─── AVAILABLE DATA
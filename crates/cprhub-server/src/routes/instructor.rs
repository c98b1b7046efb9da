//! Instructor availability

use axum::extract::State;
use chrono::{NaiveDate, Utc};
use cprhub_core::models::availability::InstructorAvailability;
use cprhub_core::models::user::Role;
use cprhub_core::repository::AvailabilityRepository;
use serde_json::{json, Value};

use crate::dto::AvailabilityRequest;
use crate::envelope::{created, ok, ApiJson, ApiPath, Created, Reply};
use crate::error::ApiError;
use crate::extract::AuthUser;
use crate::state::AppState;

/// Own availability from today on.
pub async fn list_availability(
    State(state): State<AppState>,
    user: AuthUser,
) -> Reply<Vec<InstructorAvailability>> {
    user.require(&[Role::Instructor])?;
    let today = Utc::now().date_naive();
    ok(state.availability.list_for_instructor(user.id(), today).await?)
}

pub async fn add_availability(
    State(state): State<AppState>,
    user: AuthUser,
    ApiJson(req): ApiJson<AvailabilityRequest>,
) -> Created<InstructorAvailability> {
    user.require(&[Role::Instructor])?;
    if req.date < Utc::now().date_naive() {
        return Err(ApiError::validation("availability date must not be in the past"));
    }
    created(state.availability.add(user.id(), req.date).await?)
}

pub async fn remove_availability(
    State(state): State<AppState>,
    user: AuthUser,
    ApiPath(date): ApiPath<NaiveDate>,
) -> Reply<Value> {
    user.require(&[Role::Instructor])?;
    state.availability.remove(user.id(), date).await?;
    ok(json!({ "removed": date }))
}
──────
*ASSIGNMENT*.
Return all of the above records exactly, leaving no line out.

*SOLVED PROBLEM*.
filename crates/cprhub-server/src/routes/instructor.rs
repository c98b1b7046efb9da
//! Instructor availability

use axum::extract::State;
use chrono::{NaiveDate, Utc};
use cprhub_core::models::availability::InstructorAvailability;
use cprhub_core::models::user::Role;
use cprhub_core::repository::AvailabilityRepository;
use serde_json::{json, Value};

use crate::dto::AvailabilityRequest;
use crate::envelope::{created, ok, ApiJson, ApiPath, Created, Reply};
use crate::error::ApiError;
use crate::extract::AuthUser;
use crate::state::AppState;

/// Own availability from today on.
pub async fn list_availability(
    State(state): State<AppState>,
    user: AuthUser,
) -> Reply<Vec<InstructorAvailability>> {
    user.require(&[Role::Instructor])?;
    let today = Utc::now().date_naive();
    ok(state.availability.list_for_instructor(user.id(), today).await?)
}

pub async fn add_availability(
    State(state): State<AppState>,
    user: AuthUser,
    ApiJson(req): ApiJson<AvailabilityRequest>,
) -> Created<InstructorAvailability> {
    user.require(&[Role::Instructor])?;
    if req.date < Utc::now().date_naive() {
        return Err(ApiError::validation("availability date must not be in the past"));
    }
    created(state.availability.add(user.id(), req.date).await?)
}

pub async fn remove_availability(
    State(state): State<AppState>,
    user: AuthUser,
    ApiPath(date): ApiPath<NaiveDate>,
) -> Reply<Value> {
    user.require(&[Role::Instructor])?;
    state.availability.remove(user.id(), date).await?;
    ok(json!({ "removed": date }))
}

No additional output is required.